Your goal:
The response must consist of the lines below from the one with "fn canonical(&self) -> Result<&DataFrame>" through the one with "(Some(_), Provenance::Raw) =>", exactly as they appear and with both ends kept.

[The data — start]

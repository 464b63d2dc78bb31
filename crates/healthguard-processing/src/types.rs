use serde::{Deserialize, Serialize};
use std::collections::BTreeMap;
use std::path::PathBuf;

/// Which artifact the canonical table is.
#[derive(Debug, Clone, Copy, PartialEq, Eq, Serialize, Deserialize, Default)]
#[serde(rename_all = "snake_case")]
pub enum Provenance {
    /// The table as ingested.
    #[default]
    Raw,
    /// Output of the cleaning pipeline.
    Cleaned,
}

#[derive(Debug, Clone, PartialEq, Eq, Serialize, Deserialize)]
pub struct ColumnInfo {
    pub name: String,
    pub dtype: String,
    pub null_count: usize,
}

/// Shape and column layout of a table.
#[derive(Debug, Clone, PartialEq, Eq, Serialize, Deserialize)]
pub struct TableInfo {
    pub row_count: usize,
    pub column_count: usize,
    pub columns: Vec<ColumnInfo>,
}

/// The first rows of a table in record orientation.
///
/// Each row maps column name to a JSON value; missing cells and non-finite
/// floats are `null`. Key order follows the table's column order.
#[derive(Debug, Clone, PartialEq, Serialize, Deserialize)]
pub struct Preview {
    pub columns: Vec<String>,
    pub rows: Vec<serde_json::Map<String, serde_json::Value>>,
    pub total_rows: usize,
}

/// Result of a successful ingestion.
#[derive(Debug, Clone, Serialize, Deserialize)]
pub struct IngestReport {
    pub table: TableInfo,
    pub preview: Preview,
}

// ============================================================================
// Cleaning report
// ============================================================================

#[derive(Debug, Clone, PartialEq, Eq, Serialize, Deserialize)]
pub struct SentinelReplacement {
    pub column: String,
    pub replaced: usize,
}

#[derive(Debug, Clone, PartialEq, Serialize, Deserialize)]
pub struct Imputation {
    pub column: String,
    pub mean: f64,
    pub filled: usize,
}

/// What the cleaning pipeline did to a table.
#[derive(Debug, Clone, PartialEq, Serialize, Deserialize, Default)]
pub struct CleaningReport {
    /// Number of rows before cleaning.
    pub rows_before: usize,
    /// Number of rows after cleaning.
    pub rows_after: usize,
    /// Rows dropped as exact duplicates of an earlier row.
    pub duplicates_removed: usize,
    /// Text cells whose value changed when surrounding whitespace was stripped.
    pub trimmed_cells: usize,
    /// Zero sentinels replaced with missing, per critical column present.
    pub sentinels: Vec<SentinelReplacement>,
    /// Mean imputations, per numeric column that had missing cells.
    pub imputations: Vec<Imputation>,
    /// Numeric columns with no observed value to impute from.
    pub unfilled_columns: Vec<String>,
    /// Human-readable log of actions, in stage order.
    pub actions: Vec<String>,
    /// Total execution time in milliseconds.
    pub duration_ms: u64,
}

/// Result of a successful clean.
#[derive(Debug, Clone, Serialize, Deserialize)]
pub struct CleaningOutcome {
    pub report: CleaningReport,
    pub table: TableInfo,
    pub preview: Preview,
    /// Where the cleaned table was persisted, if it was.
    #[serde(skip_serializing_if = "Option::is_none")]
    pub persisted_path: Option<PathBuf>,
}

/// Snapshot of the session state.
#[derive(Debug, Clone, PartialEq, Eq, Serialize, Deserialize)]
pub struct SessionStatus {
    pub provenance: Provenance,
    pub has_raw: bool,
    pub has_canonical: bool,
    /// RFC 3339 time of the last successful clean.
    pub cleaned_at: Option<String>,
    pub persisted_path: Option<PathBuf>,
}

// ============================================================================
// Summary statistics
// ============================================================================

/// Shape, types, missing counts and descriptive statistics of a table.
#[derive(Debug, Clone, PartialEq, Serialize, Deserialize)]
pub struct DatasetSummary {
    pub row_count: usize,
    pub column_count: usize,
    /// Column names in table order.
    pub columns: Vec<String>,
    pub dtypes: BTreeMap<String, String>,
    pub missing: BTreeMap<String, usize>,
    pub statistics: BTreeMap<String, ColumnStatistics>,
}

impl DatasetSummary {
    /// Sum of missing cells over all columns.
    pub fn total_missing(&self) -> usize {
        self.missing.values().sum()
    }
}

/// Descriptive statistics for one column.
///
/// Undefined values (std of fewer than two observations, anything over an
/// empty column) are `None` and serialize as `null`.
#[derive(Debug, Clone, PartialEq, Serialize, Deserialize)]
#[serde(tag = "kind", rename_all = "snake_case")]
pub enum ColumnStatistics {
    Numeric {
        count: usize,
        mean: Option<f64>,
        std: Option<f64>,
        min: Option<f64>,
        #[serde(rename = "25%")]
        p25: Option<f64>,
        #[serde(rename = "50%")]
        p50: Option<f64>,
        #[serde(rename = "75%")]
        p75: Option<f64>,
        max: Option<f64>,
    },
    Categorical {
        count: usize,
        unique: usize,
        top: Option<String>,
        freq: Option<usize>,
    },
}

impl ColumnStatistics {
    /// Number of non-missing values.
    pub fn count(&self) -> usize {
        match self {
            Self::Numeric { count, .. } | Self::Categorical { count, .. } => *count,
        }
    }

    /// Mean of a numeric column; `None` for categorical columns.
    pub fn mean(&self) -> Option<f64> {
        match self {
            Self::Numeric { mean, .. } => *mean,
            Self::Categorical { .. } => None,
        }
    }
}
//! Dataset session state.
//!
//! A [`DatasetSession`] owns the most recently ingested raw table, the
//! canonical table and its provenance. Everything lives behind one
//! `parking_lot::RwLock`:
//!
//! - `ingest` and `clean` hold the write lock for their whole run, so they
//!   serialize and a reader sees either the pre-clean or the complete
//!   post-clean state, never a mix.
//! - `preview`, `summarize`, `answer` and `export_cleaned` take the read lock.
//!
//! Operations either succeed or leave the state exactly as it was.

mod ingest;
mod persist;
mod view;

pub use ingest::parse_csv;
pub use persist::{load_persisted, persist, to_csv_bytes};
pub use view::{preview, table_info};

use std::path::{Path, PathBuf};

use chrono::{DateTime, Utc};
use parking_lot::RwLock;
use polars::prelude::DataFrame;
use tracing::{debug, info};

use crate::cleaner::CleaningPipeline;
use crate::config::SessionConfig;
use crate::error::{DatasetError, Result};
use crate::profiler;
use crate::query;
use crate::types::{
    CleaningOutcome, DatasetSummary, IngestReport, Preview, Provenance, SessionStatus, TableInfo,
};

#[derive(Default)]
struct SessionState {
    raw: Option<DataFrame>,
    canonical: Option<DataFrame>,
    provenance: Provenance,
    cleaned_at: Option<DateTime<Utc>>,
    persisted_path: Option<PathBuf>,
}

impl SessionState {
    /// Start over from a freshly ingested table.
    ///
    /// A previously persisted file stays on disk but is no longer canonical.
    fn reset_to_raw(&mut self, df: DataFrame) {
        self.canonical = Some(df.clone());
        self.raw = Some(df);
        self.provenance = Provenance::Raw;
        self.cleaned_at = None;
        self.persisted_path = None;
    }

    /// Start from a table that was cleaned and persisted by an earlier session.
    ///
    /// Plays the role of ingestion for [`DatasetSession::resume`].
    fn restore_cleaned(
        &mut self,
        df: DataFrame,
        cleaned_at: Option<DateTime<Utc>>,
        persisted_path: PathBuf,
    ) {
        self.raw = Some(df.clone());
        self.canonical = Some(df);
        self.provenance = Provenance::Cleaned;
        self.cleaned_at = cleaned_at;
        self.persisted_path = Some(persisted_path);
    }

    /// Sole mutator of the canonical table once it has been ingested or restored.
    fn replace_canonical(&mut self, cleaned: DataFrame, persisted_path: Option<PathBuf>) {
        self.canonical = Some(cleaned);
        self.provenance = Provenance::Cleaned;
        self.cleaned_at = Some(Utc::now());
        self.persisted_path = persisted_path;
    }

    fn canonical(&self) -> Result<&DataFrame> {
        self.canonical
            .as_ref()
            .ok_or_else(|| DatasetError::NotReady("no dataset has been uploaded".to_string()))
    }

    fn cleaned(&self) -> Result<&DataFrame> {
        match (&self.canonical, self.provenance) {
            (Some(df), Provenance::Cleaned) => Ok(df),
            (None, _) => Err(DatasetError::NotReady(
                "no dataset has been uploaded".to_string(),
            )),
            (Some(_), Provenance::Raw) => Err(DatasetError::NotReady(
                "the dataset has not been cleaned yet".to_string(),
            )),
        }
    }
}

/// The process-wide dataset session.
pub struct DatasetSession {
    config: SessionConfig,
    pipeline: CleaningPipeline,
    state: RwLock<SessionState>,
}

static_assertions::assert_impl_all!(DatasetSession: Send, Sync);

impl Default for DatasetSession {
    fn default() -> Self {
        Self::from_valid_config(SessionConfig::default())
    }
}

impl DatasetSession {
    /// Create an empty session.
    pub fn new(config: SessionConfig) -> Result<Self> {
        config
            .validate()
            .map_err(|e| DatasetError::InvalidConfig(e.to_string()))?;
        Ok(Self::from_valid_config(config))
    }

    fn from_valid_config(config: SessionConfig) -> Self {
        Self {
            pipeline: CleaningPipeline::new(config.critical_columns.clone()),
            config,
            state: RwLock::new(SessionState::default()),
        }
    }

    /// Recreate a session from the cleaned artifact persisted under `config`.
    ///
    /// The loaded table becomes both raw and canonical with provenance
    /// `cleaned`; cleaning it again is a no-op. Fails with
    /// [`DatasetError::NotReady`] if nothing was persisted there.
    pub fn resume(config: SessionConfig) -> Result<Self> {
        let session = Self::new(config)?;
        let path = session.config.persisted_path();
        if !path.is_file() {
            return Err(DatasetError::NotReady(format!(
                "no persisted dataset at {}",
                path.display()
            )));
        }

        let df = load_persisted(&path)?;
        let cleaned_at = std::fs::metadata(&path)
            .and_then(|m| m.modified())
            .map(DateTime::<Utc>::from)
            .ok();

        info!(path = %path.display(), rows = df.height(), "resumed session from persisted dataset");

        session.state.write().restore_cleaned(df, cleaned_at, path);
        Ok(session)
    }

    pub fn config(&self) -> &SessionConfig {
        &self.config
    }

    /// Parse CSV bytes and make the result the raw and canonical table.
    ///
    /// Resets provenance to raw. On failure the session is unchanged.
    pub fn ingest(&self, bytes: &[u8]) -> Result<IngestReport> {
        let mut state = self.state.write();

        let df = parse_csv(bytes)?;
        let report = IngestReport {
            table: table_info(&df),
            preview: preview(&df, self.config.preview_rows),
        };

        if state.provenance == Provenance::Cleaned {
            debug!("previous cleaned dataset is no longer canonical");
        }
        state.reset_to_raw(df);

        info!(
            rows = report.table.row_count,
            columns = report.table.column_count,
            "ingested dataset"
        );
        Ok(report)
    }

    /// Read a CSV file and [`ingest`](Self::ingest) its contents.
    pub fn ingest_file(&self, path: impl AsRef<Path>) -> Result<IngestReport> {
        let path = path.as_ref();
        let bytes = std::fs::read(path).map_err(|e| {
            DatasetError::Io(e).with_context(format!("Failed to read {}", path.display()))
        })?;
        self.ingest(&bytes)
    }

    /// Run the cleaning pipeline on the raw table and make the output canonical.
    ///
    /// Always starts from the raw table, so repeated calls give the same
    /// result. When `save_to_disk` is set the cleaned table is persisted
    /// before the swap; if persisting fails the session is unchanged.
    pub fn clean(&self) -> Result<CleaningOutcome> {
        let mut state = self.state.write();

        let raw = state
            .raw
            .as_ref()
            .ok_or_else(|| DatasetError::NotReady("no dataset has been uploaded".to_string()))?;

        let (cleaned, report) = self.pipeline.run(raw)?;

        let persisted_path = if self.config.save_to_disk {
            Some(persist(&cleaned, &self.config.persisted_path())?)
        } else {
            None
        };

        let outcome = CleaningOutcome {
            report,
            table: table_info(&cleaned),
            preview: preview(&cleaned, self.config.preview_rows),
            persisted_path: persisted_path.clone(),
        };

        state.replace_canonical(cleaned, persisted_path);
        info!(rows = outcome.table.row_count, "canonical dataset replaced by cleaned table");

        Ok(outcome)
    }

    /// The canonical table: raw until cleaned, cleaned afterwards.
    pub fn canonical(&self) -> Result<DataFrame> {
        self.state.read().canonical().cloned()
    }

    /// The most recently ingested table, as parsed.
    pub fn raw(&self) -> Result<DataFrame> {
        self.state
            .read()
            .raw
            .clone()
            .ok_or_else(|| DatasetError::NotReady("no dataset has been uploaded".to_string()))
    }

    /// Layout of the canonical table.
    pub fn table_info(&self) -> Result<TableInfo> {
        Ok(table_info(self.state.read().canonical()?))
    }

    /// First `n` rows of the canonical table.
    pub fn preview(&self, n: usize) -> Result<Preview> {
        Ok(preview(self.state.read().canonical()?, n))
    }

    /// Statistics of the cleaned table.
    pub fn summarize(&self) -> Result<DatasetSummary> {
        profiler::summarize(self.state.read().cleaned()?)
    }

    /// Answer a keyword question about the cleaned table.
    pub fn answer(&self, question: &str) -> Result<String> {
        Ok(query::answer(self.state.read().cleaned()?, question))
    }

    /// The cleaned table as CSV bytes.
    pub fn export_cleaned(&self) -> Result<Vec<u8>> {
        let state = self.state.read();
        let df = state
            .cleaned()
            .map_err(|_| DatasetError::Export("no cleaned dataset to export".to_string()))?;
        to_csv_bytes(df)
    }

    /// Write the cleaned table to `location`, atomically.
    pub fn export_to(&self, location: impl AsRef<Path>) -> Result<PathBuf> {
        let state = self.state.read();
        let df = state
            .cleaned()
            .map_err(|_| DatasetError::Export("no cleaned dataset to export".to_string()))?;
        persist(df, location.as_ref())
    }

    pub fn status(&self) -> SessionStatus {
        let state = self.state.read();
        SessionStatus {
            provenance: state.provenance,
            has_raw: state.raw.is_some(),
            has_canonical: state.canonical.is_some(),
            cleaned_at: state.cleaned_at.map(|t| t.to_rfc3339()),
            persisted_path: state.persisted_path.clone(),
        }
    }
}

[The data — finish]
[The data — start]

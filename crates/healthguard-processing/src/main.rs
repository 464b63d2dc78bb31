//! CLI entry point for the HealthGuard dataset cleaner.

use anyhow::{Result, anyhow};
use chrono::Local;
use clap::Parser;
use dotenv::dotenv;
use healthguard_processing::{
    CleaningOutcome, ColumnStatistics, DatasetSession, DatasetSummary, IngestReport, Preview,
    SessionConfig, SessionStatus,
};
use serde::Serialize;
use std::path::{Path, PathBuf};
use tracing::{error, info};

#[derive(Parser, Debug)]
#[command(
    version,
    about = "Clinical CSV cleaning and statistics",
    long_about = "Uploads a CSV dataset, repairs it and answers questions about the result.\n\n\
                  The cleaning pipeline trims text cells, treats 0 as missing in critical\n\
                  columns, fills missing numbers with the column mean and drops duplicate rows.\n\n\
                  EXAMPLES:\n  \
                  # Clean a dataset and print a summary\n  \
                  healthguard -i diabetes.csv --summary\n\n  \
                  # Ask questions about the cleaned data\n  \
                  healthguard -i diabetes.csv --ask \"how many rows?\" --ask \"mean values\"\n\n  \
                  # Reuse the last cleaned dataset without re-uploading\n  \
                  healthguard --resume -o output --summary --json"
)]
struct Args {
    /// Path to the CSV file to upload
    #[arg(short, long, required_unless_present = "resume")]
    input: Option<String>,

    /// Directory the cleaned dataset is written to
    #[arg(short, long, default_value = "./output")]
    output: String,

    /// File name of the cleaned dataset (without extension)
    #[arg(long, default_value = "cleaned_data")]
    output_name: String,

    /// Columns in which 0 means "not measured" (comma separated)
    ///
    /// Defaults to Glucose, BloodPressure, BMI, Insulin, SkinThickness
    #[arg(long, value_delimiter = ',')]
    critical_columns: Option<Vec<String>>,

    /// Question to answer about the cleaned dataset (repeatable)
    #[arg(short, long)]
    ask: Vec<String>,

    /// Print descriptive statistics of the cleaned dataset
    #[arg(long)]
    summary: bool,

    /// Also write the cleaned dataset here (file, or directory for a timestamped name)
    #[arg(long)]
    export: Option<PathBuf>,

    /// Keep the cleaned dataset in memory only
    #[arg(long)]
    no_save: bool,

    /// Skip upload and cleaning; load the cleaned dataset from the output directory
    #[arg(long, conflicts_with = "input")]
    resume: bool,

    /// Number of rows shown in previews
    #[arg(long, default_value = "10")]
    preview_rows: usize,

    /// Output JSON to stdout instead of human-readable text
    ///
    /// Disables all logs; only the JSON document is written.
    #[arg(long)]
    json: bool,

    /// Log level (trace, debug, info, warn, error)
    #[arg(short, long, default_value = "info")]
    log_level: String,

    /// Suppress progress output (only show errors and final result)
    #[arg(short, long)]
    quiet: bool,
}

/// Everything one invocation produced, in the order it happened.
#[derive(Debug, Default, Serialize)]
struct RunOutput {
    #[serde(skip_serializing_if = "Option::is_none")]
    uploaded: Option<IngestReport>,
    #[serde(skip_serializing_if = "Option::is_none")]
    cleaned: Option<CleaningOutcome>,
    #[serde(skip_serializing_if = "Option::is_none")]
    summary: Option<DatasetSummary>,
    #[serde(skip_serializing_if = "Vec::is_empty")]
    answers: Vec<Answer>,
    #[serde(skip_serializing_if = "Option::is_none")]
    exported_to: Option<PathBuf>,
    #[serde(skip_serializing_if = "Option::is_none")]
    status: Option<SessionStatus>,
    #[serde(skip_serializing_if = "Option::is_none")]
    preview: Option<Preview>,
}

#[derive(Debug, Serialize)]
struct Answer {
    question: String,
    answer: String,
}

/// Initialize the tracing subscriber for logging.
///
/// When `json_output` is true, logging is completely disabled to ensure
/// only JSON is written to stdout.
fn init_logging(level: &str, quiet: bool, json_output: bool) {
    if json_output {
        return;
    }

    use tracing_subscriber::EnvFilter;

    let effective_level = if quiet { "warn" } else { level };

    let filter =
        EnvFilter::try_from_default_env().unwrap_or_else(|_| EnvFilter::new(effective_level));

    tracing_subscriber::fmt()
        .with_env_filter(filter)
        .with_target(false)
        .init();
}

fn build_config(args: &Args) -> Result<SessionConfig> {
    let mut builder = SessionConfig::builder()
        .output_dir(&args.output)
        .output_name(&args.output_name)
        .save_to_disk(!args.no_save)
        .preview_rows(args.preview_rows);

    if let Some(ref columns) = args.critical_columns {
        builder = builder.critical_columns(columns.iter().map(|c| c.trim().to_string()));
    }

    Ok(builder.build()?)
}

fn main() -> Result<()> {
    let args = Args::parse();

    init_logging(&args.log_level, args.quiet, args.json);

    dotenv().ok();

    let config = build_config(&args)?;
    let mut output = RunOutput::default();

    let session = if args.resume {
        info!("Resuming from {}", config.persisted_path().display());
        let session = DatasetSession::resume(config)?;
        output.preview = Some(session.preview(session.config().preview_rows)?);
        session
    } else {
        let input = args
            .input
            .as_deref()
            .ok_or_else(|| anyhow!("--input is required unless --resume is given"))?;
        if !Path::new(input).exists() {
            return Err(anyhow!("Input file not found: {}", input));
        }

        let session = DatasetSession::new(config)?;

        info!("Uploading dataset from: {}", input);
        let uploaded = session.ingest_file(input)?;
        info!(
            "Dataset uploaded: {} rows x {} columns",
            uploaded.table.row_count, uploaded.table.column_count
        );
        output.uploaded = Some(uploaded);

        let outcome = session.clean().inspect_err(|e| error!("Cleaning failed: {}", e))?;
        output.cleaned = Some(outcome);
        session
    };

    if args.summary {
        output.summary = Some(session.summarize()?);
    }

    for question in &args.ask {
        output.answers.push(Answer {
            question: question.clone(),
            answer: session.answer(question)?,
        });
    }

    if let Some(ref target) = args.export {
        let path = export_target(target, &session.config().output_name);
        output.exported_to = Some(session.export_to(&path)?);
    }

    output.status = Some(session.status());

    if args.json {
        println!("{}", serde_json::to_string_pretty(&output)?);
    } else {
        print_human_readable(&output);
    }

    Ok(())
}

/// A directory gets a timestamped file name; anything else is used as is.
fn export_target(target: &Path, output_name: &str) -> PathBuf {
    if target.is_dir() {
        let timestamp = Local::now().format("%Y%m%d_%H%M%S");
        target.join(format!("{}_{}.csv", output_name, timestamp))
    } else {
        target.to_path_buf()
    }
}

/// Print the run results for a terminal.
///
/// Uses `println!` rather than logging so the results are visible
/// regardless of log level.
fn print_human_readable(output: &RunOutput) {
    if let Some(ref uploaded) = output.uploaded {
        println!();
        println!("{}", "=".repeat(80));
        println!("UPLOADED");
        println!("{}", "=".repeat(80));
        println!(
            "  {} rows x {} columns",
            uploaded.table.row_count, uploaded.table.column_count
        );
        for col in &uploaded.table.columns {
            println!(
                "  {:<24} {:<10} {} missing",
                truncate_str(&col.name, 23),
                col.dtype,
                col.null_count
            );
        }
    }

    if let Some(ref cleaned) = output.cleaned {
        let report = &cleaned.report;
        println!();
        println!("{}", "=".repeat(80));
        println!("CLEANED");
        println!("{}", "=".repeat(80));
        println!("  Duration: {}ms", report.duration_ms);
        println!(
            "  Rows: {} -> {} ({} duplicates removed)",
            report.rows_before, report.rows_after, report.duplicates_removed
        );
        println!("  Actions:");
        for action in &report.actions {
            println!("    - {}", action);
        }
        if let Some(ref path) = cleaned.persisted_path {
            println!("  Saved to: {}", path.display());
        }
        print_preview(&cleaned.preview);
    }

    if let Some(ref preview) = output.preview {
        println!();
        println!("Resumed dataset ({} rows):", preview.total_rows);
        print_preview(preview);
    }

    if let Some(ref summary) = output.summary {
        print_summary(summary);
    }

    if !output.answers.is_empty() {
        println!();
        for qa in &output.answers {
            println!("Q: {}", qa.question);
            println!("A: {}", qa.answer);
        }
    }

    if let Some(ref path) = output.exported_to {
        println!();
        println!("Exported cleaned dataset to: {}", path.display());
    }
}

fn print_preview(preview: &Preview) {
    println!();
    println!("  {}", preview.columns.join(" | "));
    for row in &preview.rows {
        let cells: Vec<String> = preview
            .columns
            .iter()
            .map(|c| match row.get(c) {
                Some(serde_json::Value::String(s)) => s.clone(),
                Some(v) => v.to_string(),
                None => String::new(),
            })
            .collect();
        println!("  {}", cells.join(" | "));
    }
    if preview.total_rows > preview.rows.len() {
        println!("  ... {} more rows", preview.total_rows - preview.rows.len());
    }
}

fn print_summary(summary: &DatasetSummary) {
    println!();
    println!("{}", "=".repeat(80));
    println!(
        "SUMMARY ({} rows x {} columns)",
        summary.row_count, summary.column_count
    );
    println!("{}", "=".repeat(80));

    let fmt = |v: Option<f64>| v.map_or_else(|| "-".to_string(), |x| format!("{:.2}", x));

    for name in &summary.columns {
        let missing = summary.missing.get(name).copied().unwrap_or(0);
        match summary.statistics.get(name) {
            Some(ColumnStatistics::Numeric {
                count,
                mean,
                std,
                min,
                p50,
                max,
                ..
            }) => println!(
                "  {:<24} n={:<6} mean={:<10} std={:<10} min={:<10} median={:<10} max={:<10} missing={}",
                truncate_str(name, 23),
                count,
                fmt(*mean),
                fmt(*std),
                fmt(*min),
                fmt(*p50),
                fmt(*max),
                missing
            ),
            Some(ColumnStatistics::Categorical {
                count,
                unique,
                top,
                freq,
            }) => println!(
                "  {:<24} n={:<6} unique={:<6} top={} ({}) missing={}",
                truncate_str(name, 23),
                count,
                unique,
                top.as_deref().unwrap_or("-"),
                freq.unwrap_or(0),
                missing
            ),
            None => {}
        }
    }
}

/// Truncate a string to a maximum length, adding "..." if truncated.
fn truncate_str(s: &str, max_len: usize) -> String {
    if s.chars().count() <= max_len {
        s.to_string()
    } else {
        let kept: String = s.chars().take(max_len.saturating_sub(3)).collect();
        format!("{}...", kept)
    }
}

[The data — finish]
[The data — start]

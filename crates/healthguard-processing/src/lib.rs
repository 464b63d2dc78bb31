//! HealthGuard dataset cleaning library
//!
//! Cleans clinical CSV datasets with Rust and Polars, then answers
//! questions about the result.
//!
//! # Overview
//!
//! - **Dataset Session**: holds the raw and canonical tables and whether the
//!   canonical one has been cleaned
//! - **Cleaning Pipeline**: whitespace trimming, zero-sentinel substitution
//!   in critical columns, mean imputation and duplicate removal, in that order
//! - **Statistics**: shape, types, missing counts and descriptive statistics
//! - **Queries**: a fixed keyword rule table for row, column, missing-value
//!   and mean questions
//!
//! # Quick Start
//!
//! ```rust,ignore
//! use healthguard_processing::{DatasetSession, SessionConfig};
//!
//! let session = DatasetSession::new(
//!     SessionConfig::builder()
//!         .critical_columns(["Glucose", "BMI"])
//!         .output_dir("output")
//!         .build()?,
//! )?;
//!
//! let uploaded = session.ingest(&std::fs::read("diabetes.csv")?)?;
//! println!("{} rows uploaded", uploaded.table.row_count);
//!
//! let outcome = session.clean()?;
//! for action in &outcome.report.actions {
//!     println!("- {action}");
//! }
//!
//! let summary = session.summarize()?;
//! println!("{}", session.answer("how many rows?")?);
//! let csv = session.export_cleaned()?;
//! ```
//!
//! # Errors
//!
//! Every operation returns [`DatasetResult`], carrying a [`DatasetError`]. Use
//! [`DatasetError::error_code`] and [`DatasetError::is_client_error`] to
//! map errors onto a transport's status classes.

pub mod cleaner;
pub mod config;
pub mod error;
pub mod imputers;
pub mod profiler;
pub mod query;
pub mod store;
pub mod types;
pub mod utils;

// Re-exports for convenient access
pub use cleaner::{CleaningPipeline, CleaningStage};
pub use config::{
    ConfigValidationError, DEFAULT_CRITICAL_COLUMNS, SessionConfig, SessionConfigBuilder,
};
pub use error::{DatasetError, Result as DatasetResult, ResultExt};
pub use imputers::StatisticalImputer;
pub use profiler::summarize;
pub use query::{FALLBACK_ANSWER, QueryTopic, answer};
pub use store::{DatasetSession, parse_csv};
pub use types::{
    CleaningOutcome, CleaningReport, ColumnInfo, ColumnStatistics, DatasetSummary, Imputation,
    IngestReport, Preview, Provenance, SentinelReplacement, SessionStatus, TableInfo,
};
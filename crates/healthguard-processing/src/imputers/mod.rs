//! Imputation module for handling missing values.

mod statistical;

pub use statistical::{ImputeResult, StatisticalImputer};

[The data — finish]

Result below:
    fn canonical(&self) -> Result<&DataFrame> {
        self.canonical
            .as_ref()
            .ok_or_else(|| DatasetError::NotReady("no dataset has been uploaded".to_string()))
    }

    fn cleaned(&self) -> Result<&DataFrame> {
        match (&self.canonical, self.provenance) {
            (Some(df), Provenance::Cleaned) => Ok(df),
            (None, _) => Err(DatasetError::NotReady(
                "no dataset has been uploaded".to_string(),
            )),
            (Some(_), Provenance::Raw) => Err(DatasetError::NotReady(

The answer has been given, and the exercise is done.